* DATA SECTION:

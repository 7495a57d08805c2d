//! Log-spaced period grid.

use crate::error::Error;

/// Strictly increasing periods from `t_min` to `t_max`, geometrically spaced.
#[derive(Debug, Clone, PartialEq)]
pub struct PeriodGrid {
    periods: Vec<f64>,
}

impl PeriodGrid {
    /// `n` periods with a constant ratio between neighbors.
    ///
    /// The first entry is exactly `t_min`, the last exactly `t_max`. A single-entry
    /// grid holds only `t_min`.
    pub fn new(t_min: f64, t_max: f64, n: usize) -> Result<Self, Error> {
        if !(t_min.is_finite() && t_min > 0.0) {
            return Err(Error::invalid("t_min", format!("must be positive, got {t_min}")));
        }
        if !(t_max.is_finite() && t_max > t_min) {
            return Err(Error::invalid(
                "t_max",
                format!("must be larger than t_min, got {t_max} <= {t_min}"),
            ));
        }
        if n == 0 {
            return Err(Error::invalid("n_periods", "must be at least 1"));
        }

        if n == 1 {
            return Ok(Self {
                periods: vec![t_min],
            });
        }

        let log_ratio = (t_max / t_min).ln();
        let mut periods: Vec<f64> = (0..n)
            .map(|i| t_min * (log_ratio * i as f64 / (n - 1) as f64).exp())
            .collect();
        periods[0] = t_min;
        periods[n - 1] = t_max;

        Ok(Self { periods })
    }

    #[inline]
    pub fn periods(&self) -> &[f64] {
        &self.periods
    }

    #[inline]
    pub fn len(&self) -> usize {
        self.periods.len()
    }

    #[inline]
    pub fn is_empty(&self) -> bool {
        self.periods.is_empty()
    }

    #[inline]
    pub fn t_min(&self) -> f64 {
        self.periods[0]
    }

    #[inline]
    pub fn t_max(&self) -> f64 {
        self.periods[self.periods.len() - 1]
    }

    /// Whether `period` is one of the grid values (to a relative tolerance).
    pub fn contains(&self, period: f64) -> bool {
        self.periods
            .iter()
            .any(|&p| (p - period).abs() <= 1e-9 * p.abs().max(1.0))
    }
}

* EXERCISE DETAILS:
Take the records and restate them word for word.

* TASK RESULT:
repository 7495a57d08805c2d
//! Log-spaced period grid.

use crate::error::Error;

/// Strictly increasing periods from `t_min` to `t_max`, geometrically spaced.
#[derive(Debug, Clone, PartialEq)]
pub struct PeriodGrid {
    periods: Vec<f64>,
}

impl PeriodGrid {
    /// `n` periods with a constant ratio between neighbors.
    ///
    /// The first entry is exactly `t_min`, the last exactly `t_max`. A single-entry
    /// grid holds only `t_min`.
    pub fn new(t_min: f64, t_max: f64, n: usize) -> Result<Self, Error> {
        if !(t_min.is_finite() && t_min > 0.0) {
            return Err(Error::invalid("t_min", format!("must be positive, got {t_min}")));
        }
        if !(t_max.is_finite() && t_max > t_min) {
            return Err(Error::invalid(
                "t_max",
                format!("must be larger than t_min, got {t_max} <= {t_min}"),
            ));
        }
        if n == 0 {
            return Err(Error::invalid("n_periods", "must be at least 1"));
        }

        if n == 1 {
            return Ok(Self {
                periods: vec![t_min],
            });
        }

        let log_ratio = (t_max / t_min).ln();
        let mut periods: Vec<f64> = (0..n)
            .map(|i| t_min * (log_ratio * i as f64 / (n - 1) as f64).exp())
            .collect();
        periods[0] = t_min;
        periods[n - 1] = t_max;

        Ok(Self { periods })
    }

    #[inline]
    pub fn periods(&self) -> &[f64] {
        &self.periods
    }

    #[inline]
    pub fn len(&self) -> usize {
        self.periods.len()
    }

    #[inline]
    pub fn is_empty(&self) -> bool {
        self.periods.is_empty()
    }

    #[inline]
    pub fn t_min(&self) -> f64 {
        self.periods[0]
    }

    #[inline]
    pub fn t_max(&self) -> f64 {
        self.periods[self.periods.len() - 1]
    }

    /// Whether `period` is one of the grid values (to a relative tolerance).
    pub fn contains(&self, period: f64) -> bool {
        self.periods
            .iter()
            .any(|&p| (p - period).abs() <= 1e-9 * p.abs().max(1.0))
    }
}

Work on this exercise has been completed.